ROCnp(t1, d1, t2, d2, b0, t0)


### Arguments

 t1 a vector of length n. Observed times, may be right censored. d1 a vector of length n, censoring status. d=1 means t is uncensored; d=0 means t is right censored. t2 a vector of length m. Observed times, may be right censored. d2 a vector of length m, censoring status. b0 a scalar between 0 and 1. t0 a scalar, betwenn 0 and 1.

### Details

Basically, we first test (1-b0)th quantile of sample 1 = c and also test (1-t0)th quantile of sample 2 = c. This way we obtain two log likelihood ratios.

Then we minimize the sum of the two log likelihood ratio over c.

See the tech report below for details on a similar setting.

### Value

A list with the following components:

 "-2LLR" the -2 loglikelihood ratio; have approximate chisq distribution under H_o. cstar the estimated common quantile.

Mai Zhou.

### References

Zhou, M. and Liang, H (2008). Empirical Likelihood for Hybrid Two Sample Problem with Censored Data. Univ. Kentucky Tech. Report.

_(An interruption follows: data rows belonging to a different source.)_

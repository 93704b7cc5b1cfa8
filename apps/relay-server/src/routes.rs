//! # `/sync` Routes
//!
//! ```text
//! GET  /sync/ping                     store connectivity
//! GET  /sync/stats                    delivery statistics
//! GET  /sync/customers?limit=N        pending customers (default 50)
//! GET  /sync/invoices?limit=N         pending invoice units (default 100)
//! POST /sync/customers/mark-synced    { "customer_ids": [...] }
//! POST /sync/invoices/mark-synced     { "invoice_ids": [...] } | { "invoice_numbers": [...] }
//! POST /sync/refresh-from-sage        refresh buffer, then statistics
//! ```

use axum::extract::rejection::{JsonRejection, QueryRejection};
use axum::extract::{FromRequest, FromRequestParts, Query, Request, State};
use axum::http::request::Parts;
use axum::http::StatusCode;
use axum::response::IntoResponse;
use axum::routing::{get, post};
use axum::{Json, Router};
use relay_core::{Customer, InvoiceSelector, InvoiceTransferUnit, ValidationError};
use serde::de::DeserializeOwned;
use serde::Deserialize;
use tracing::debug;

use crate::envelope::Envelope;
use crate::error::ApiError;
use crate::AppState;

/// Builds the application router.
pub fn router(state: AppState) -> Router {
    let sync = Router::new()
        .route("/ping", get(ping))
        .route("/stats", get(stats))
        .route("/customers", get(pending_customers))
        .route("/invoices", get(pending_invoices))
        .route("/customers/mark-synced", post(mark_customers_synced))
        .route("/invoices/mark-synced", post(mark_invoices_synced))
        .route("/refresh-from-sage", post(refresh_from_source));

    Router::new()
        .nest("/sync", sync)
        .fallback(not_found)
        .with_state(state)
}

// =============================================================================
// Request Types
// =============================================================================

/// `?limit=N` on the export reads.
#[derive(Debug, Default, Deserialize)]
pub struct LimitQuery {
    pub limit: Option<i64>,
}

#[derive(Debug, Default, Deserialize)]
pub struct MarkCustomersRequest {
    #[serde(default)]
    pub customer_ids: Vec<String>,
}

/// Either `invoice_ids` or `invoice_numbers`, not both.
#[derive(Debug, Default, Deserialize)]
pub struct MarkInvoicesRequest {
    #[serde(default)]
    pub invoice_ids: Vec<String>,
    #[serde(default)]
    pub invoice_numbers: Vec<String>,
}

impl MarkInvoicesRequest {
    /// Resolves the request into a selector.
    ///
    /// An empty request selects no invoice numbers, which the service rejects.
    pub fn into_selector(self) -> Result<InvoiceSelector, ValidationError> {
        match (self.invoice_ids.is_empty(), self.invoice_numbers.is_empty()) {
            (false, false) => Err(ValidationError::InvalidFormat {
                field: "invoice_ids".to_string(),
                reason: "send either invoice_ids or invoice_numbers, not both".to_string(),
            }),
            (false, true) => Ok(InvoiceSelector::Ids(self.invoice_ids)),
            _ => Ok(InvoiceSelector::Numbers(self.invoice_numbers)),
        }
    }
}

// =============================================================================
// Extractors
// =============================================================================

/// `Query` whose rejection is a 400 envelope.
pub struct ApiQuery<T>(pub T);

impl<S, T> FromRequestParts<S> for ApiQuery<T>
where
    T: DeserializeOwned,
    S: Send + Sync,
{
    type Rejection = ApiError;

    async fn from_request_parts(parts: &mut Parts, state: &S) -> Result<Self, Self::Rejection> {
        let Query(value) = Query::<T>::from_request_parts(parts, state)
            .await
            .map_err(|rejection: QueryRejection| ApiError::BadRequest(rejection.body_text()))?;
        Ok(ApiQuery(value))
    }
}

/// `Json` whose rejection is a 400 envelope.
pub struct ApiJson<T>(pub T);

impl<S, T> FromRequest<S> for ApiJson<T>
where
    T: DeserializeOwned,
    S: Send + Sync,
{
    type Rejection = ApiError;

    async fn from_request(req: Request, state: &S) -> Result<Self, Self::Rejection> {
        let Json(value) = Json::<T>::from_request(req, state)
            .await
            .map_err(|rejection: JsonRejection| ApiError::BadRequest(rejection.body_text()))?;
        Ok(ApiJson(value))
    }
}

// =============================================================================
// Handlers
// =============================================================================

async fn ping(State(state): State<AppState>) -> Result<Envelope, ApiError> {
    let now = state
        .service
        .ping()
        .await
        .map_err(state.fail("Database connection failed"))?;

    Ok(Envelope::message("Relay sync service operational").with_timestamp(now))
}

async fn stats(State(state): State<AppState>) -> Result<Envelope, ApiError> {
    let stats = state
        .service
        .stats()
        .await
        .map_err(state.fail("Failed to fetch statistics"))?;

    Ok(Envelope::stats(stats))
}

async fn pending_customers(
    State(state): State<AppState>,
    ApiQuery(query): ApiQuery<LimitQuery>,
) -> Result<Envelope<Vec<Customer>>, ApiError> {
    let customers = state
        .service
        .pending_customers(query.limit)
        .await
        .map_err(state.fail("Failed to fetch customers"))?;

    Ok(Envelope::list(customers))
}

async fn pending_invoices(
    State(state): State<AppState>,
    ApiQuery(query): ApiQuery<LimitQuery>,
) -> Result<Envelope<Vec<InvoiceTransferUnit>>, ApiError> {
    let invoices = state
        .service
        .pending_invoices(query.limit)
        .await
        .map_err(state.fail("Failed to fetch invoices"))?;

    Ok(Envelope::list(invoices))
}

async fn mark_customers_synced(
    State(state): State<AppState>,
    ApiJson(request): ApiJson<MarkCustomersRequest>,
) -> Result<Envelope, ApiError> {
    let affected = state
        .service
        .mark_customers_synced(&request.customer_ids)
        .await
        .map_err(state.fail("Failed to mark customers as synced"))?;

    Ok(Envelope::message("Customers marked as synced").with_affected(affected))
}

async fn mark_invoices_synced(
    State(state): State<AppState>,
    ApiJson(request): ApiJson<MarkInvoicesRequest>,
) -> Result<Envelope, ApiError> {
    let selector = request
        .into_selector()
        .map_err(|e| ApiError::BadRequest(e.to_string()))?;

    let outcome = state
        .service
        .mark_invoices_synced(&selector)
        .await
        .map_err(state.fail("Failed to mark invoices as synced"))?;

    Ok(Envelope::message("Invoices marked as synced")
        .with_affected(outcome.affected)
        .with_due_dates_affected(outcome.due_dates_affected))
}

async fn refresh_from_source(State(state): State<AppState>) -> Result<Envelope, ApiError> {
    let report = state
        .service
        .refresh_from_source()
        .await
        .map_err(state.fail("Failed to refresh buffer from ERP"))?;

    debug!(elapsed_ms = report.elapsed_ms, summary = %report.summary, "Refresh served");

    Ok(Envelope::message("Buffer refreshed from ERP").with_stats(report.stats))
}

async fn not_found() -> impl IntoResponse {
    (StatusCode::NOT_FOUND, Envelope::failure("Route not found", None))
}

// =============================================================================
// Unit Tests
// =============================================================================
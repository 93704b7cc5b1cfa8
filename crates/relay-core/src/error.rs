//! # Error Types
//!
//! Domain-specific error types for relay-core.
//!
//! ## Error Hierarchy
//! ```text
//! ┌─────────────────────────────────────────────────────────────────────────┐
//! │                         Error Types                                     │
//! │                                                                         │
//! │  relay-core errors (this file)                                         │
//! │  ├── CoreError        - General domain errors                          │
//! │  └── ValidationError  - Input validation failures                      │
//! │                                                                         │
//! │  relay-db errors                                                       │
//! │  └── DbError          - Buffer store failures                          │
//! │                                                                         │
//! │  relay-sync errors                                                     │
//! │  └── SyncError        - Validation / StoreUnavailable / Upstream       │
//! │                                                                         │
//! │  relay-server                                                          │
//! │  └── ApiError         - JSON envelope + HTTP status                    │
//! │                                                                         │
//! │  Flow: ValidationError → SyncError → ApiError → 400 envelope           │
//! └─────────────────────────────────────────────────────────────────────────┘
//! ```

use thiserror::Error;

// =============================================================================
// Core Error
// =============================================================================

/// Domain rule violations.
#[derive(Debug, Error)]
pub enum CoreError {
    /// Unknown invoice layout name in configuration.
    #[error("Unknown invoice layout: '{0}'")]
    UnknownLayout(String),

    /// Validation error (wraps ValidationError).
    #[error("Validation error: {0}")]
    Validation(#[from] ValidationError),
}

// =============================================================================
// Validation Error
// =============================================================================

/// Input validation errors.
///
/// Raised before any store access, so a rejected request never mutates state.
#[derive(Debug, Error)]
pub enum ValidationError {
    /// A required field is missing or empty.
    #[error("{field} is required")]
    Required { field: String },

    /// Numeric value is out of range.
    #[error("{field} must be between {min} and {max}")]
    OutOfRange { field: String, min: i64, max: i64 },

    /// Too many entries in a list field.
    #[error("{field} accepts at most {max} entries, got {actual}")]
    TooMany {
        field: String,
        max: usize,
        actual: usize,
    },

    /// Invalid format (e.g. blank identifier, unparsable number).
    #[error("{field} has invalid format: {reason}")]
    InvalidFormat { field: String, reason: String },
}

// =============================================================================
// Unit Tests
// =============================================================================

#[cfg(test)]
mod tests {
    use super::*;

    #[test]
    fn test_validation_error_messages() {
        let err = ValidationError::Required {
            field: "customer_ids".to_string(),
        };
        assert_eq!(err.to_string(), "customer_ids is required");

        let err = ValidationError::TooMany {
            field: "invoice_numbers".to_string(),
            max: 1000,
            actual: 1001,
        };
        assert_eq!(
            err.to_string(),
            "invoice_numbers accepts at most 1000 entries, got 1001"
        );
    }

    #[test]
    fn test_validation_converts_to_core_error() {
        let validation_err = ValidationError::Required {
            field: "limit".to_string(),
        };
        let core_err: CoreError = validation_err.into();
        assert!(matches!(core_err, CoreError::Validation(_)));
    }
}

Su, H., Zhou, M. and Liang, H. (2011). Semi-parametric hybrid empirical likelihood inference for two-sample comparison with censored data. Lifetime Data Analysis, 17, 533-551.

### Examples

#### An example of testing the equality of two medians. No censoring.
ROCnp(t1=rexp(100), d1=rep(1,100), t2=rexp(120), d2=rep(1,120), b0=0.5, t0=0.5)
##########################################################################
#### Next, an example of finding 90 percent confidence interval of R(0.5)
####  Note: We are finding confidence interval for R(0.5). So we are testing
####  R(0.5)= 0.35, 0.36, 0.37, 0.38, etc. try to find values so that
####  testing R(0.5) = L , U  has p-value of 0.10,  then [L,  U] is the 90 percent
####  confidence interval for R(0.5).
#set.seed(123)
#t1 <- rexp(200)
#t2 <- rexp(200)
#ROCnp( t1=t1, d1=rep(1, 200), t2=t2, d2=rep(1, 200), b0=0.5, t0=0.5)$"-2LLR" #### since the -2LLR value is less than 2.705543 = qchisq(0.9, df=1), so the #### confidence interval contains 0.5. #gridpoints <- 35:65/100 #ELvalues <- gridpoints #for( i in 1:31 ) ELvalues[i] <- ROCnp(t1=t1, d1=rep(1, 200), # t2=t2, d2=rep(1, 200), b0=gridpoints[i], t0=0.5)$"-2LLR"
#myfun1 <- approxfun(x=gridpoints, y=ELvalues)
#uniroot( f= function(x){myfun1(x)-2.705543}, interval= c(0.35, 0.5) )
#uniroot( f= function(x){myfun1(x)-2.705543}, interval= c(0.5, 0.65) )
#### So, taking the two roots, we see the 90 percent confidence interval for R(0.5)
#### in this case is [0.4478081,  0.5889425].